Second, the House bill proposes the elimination of tax-exempt borrowing for W&L and other 501(c)(3) organizations. As you may know, we now have $190 million of debt, and all of it is tax-exempt. We have used these funds to make significant and necessary capital investment in facilities that directly benefit our students. If this debt were taxable, we estimate it would increase our debt burden by at least $1.9 million per year. This would have a significant impact on our budget.
Third, both the Senate and House bills propose a 1.4 percent excise tax on endowment earnings. This would mean fewer dollars available for every area of the university. We would be one of fewer than 70 private colleges and universities targeted for this tax. If such a tax had been in place over the past 20 years, W&L would have been charged $14.85 million in excise taxes. This tax would reduce our annual endowment payout by about $700,000. Our draw on endowment now pays 40 percent of our operating budget, and this includes everything from salaries to financial aid. In addition, such a tax would limit the support available for specific purposes that donors have designated. This includes professorships, departmental operations, and signature programs such as the Shepherd Poverty Program and the Roger Mudd Center for Ethics. Incidentally, the university already pays unrelated business income taxes on a portion of the endowment's income and return, so we have paid $3.02 million in federal income taxes on investments in the past five years alone. As presented in the legislation, the excise tax would represent a new tax on top of an already existing tax for a portion of our endowment investments.

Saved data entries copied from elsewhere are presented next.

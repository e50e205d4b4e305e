//! Repository endpoints

use axum::extract::{Query, State};
use axum::Json;
use hubgate_github::{NewRepository, RepoName};
use serde::{Deserialize, Serialize};

use super::RepoQuery;
use crate::error::{ApiError, ResultExt};
use crate::AppState;

#[derive(Debug, Serialize)]
pub struct RepositoriesResponse {
    repositories: Vec<String>,
}

/// GET /github/repos
pub async fn list(State(state): State<AppState>) -> Result<Json<RepositoriesResponse>, ApiError> {
    const OP: &str = "list repositories";

    let repos = state.github.list_repositories().await.during(OP)?;

    Ok(Json(RepositoriesResponse {
        repositories: repos.into_iter().map(|r| r.full_name).collect(),
    }))
}

#[derive(Debug, Serialize)]
pub struct RepositoryResponse {
    name: String,
    full_name: String,
    description: Option<String>,
    private: bool,
    topics: Vec<String>,
}

/// GET /github/repo
pub async fn get_one(
    State(state): State<AppState>,
    Query(query): Query<RepoQuery>,
) -> Result<Json<RepositoryResponse>, ApiError> {
    const OP: &str = "fetch repository";

    let repo = RepoName::parse(&query.repo_name).during(OP)?;
    let repository = state.github.get_repository(&repo).await.during(OP)?;

    Ok(Json(RepositoryResponse {
        name: repository.name,
        full_name: repository.full_name,
        description: repository.description,
        private: repository.private,
        topics: repository.topics,
    }))
}

#[derive(Debug, Deserialize)]
pub struct CreateRepositoryRequest {
    name: String,
    #[serde(default)]
    description: Option<String>,
    /// Defaults to a public repository
    #[serde(default)]
    private: bool,
    /// Create under this organization instead of the current account
    #[serde(default)]
    org_name: Option<String>,
}

#[derive(Debug, Serialize)]
pub struct CreatedRepositoryResponse {
    message: String,
    url: Option<String>,
}

/// POST /github/repo/create
pub async fn create(
    State(state): State<AppState>,
    Json(req): Json<CreateRepositoryRequest>,
) -> Result<Json<CreatedRepositoryResponse>, ApiError> {
    const OP: &str = "create repository";

    let spec = NewRepository {
        name: req.name,
        description: req.description,
        private: req.private,
        organization: req.org_name,
    };
    let repository = state.github.create_repository(&spec).await.during(OP)?;

    Ok(Json(CreatedRepositoryResponse {
        message: format!("Repository '{}' created", repository.full_name),
        url: repository.url,
    }))
}
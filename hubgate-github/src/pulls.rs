//! Pull request operations

use tracing::{debug, info};

use crate::{GitHubClient, NewPullRequest, PullRequest, RepoName, Result, Review};

impl GitHubClient {
    /// List open pull requests
    pub async fn list_open_pull_requests(&self, repo: &RepoName) -> Result<Vec<PullRequest>> {
        debug!(repo = %repo, "Listing open pull requests");

        let pulls = self
            .client()
            .pulls(repo.owner(), repo.name())
            .list()
            .state(octocrab::params::State::Open)
            .send()
            .await?;

        let result: Vec<PullRequest> = pulls.items.into_iter().map(PullRequest::from).collect();

        info!(repo = %repo, count = result.len(), "Fetched pull requests");

        Ok(result)
    }

    /// Open a pull request
    pub async fn create_pull_request(
        &self,
        repo: &RepoName,
        spec: &NewPullRequest,
    ) -> Result<PullRequest> {
        debug!(repo = %repo, head = %spec.head, base = %spec.base, "Creating pull request");

        let pulls = self.client().pulls(repo.owner(), repo.name());
        let mut builder = pulls.create(spec.title.clone(), spec.head.clone(), spec.base.clone());
        if let Some(body) = &spec.body {
            builder = builder.body(body.clone());
        }

        let pr = builder.send().await?;

        info!(repo = %repo, number = pr.number, "Created pull request");

        Ok(pr.into())
    }

    /// Merge a pull request, optionally with a commit message
    pub async fn merge_pull_request(
        &self,
        repo: &RepoName,
        number: u64,
        message: Option<&str>,
    ) -> Result<()> {
        debug!(repo = %repo, number, "Merging pull request");

        let pulls = self.client().pulls(repo.owner(), repo.name());
        let mut builder = pulls.merge(number);
        if let Some(message) = message {
            builder = builder.message(message);
        }

        builder.send().await?;

        info!(repo = %repo, number, "Merged pull request");
        Ok(())
    }

    /// Close a pull request without merging
    pub async fn close_pull_request(&self, repo: &RepoName, number: u64) -> Result<()> {
        debug!(repo = %repo, number, "Closing pull request");

        self.client()
            .pulls(repo.owner(), repo.name())
            .update(number)
            .state(octocrab::params::pulls::State::Closed)
            .send()
            .await?;

        info!(repo = %repo, number, "Closed pull request");
        Ok(())
    }

    /// Get all reviews for a pull request
    pub async fn list_reviews(&self, repo: &RepoName, number: u64) -> Result<Vec<Review>> {
        debug!(repo = %repo, number, "Listing pull request reviews");

        let reviews = self
            .client()
            .pulls(repo.owner(), repo.name())
            .list_reviews(number)
            .send()
            .await?;

        Ok(reviews
            .items
            .into_iter()
            .map(|r| Review {
                user: r.user.map(|u| u.login).unwrap_or_default(),
                state: r
                    .state
                    .map(|s| format!("{:?}", s))
                    .unwrap_or_else(|| "UNKNOWN".to_string()),
                body: r.body,
            })
            .collect())
    }
}
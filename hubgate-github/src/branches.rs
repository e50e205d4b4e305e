//! Branch and git reference operations

use octocrab::models::repos::Object;
use octocrab::params::repos::Reference;
use serde::Deserialize;
use tracing::{debug, info};

use crate::{Branch, Comparison, Error, GitHubClient, RepoName, Result};

impl GitHubClient {
    /// List branches with their head commits
    pub async fn list_branches(&self, repo: &RepoName) -> Result<Vec<Branch>> {
        debug!(repo = %repo, "Listing branches");

        let branches = self
            .client()
            .repos(repo.owner(), repo.name())
            .list_branches()
            .send()
            .await?;

        let result: Vec<Branch> = branches
            .items
            .into_iter()
            .map(|b| Branch {
                name: b.name,
                sha: b.commit.sha,
            })
            .collect();

        info!(repo = %repo, count = result.len(), "Fetched branches");

        Ok(result)
    }

    /// Look up the repository's default branch name
    pub async fn default_branch(&self, repo: &RepoName) -> Result<String> {
        debug!(repo = %repo, "Resolving default branch");

        let repository = self
            .client()
            .repos(repo.owner(), repo.name())
            .get()
            .await?;

        repository
            .default_branch
            .ok_or_else(|| Error::Parse(format!("Repository {} has no default branch", repo)))
    }

    /// Resolve a branch name to its head commit SHA
    pub async fn branch_head(&self, repo: &RepoName, branch: &str) -> Result<String> {
        debug!(repo = %repo, branch, "Resolving branch head");

        let reference = self
            .client()
            .repos(repo.owner(), repo.name())
            .get_ref(&Reference::Branch(branch.to_string()))
            .await?;

        match reference.object {
            Object::Commit { sha, .. } | Object::Tag { sha, .. } => Ok(sha),
            _ => Err(Error::Parse(format!(
                "Ref {} in {} does not point at a commit",
                branch, repo
            ))),
        }
    }

    /// Create a branch pointing at the given commit
    pub async fn create_branch(&self, repo: &RepoName, branch: &str, sha: &str) -> Result<()> {
        debug!(repo = %repo, branch, sha, "Creating branch");

        self.client()
            .repos(repo.owner(), repo.name())
            .create_ref(&Reference::Branch(branch.to_string()), sha)
            .await?;

        info!(repo = %repo, branch, "Created branch");
        Ok(())
    }

    /// Delete a branch reference
    pub async fn delete_branch(&self, repo: &RepoName, branch: &str) -> Result<()> {
        debug!(repo = %repo, branch, "Deleting branch");

        self.client()
            .repos(repo.owner(), repo.name())
            .delete_ref(&Reference::Branch(branch.to_string()))
            .await?;

        info!(repo = %repo, branch, "Deleted branch");
        Ok(())
    }

    /// Compare `base...head`, reporting ahead/behind counts and commit SHAs
    pub async fn compare_branches(
        &self,
        repo: &RepoName,
        base: &str,
        head: &str,
    ) -> Result<Comparison> {
        debug!(repo = %repo, base, head, "Comparing branches");

        let route = format!(
            "/repos/{}/{}/compare/{}...{}",
            repo.owner(),
            repo.name(),
            base,
            head
        );
        let comparison: CompareResponse = self.client().get(route, None::<&()>).await?;

        Ok(Comparison {
            ahead_by: comparison.ahead_by,
            behind_by: comparison.behind_by,
            commits: comparison.commits.into_iter().map(|c| c.sha).collect(),
        })
    }
}

#[derive(Debug, Deserialize)]
struct CompareResponse {
    ahead_by: u64,
    behind_by: u64,
    #[serde(default)]
    commits: Vec<CompareCommit>,
}

#[derive(Debug, Deserialize)]
struct CompareCommit {
    sha: String,
}

#[cfg(test)]
mod tests {
    use super::*;

    #[test]
    fn test_compare_response_shape() {
        let json = r#"{
            "ahead_by": 2,
            "behind_by": 1,
            "commits": [{"sha": "abc123"}, {"sha": "def456"}]
        }"#;
        let parsed: CompareResponse = serde_json::from_str(json).unwrap();
        assert_eq!(parsed.ahead_by, 2);
        assert_eq!(parsed.behind_by, 1);
        let shas: Vec<String> = parsed.commits.into_iter().map(|c| c.sha).collect();
        assert_eq!(shas, vec!["abc123", "def456"]);
    }
}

There are other elements in the legislation that could have negative effects on the university and on higher education in general. These include the elimination of student loan interest deduction, the repeal of the Hope Scholarships Tax Credit and the Lifelong Learning Credit, and the elimination of itemized deduction for 95 percent of taxpayers, thereby suppressing charitable giving.
In consultation with the Council of Independent Colleges in Virginia (CCIV) and the National Association of Independent Colleges and Universities, we have contacted our congressional delegation to express our deep concern about the way in which private colleges like W&L have been unfairly targeted by these proposals. While there are legitimate arguments, pro and con, for the need for tax reform in this country, our purpose is not to litigate those arguments or other elements of the current legislation. But we do believe that we should address specific elements of this bill that are not in the university's best interests.
We would encourage all members of the community to become familiar with the bill and with the elements that we have cited above, since these will have an impact on everyone who works at W&L. We will continue to provide information as necessary.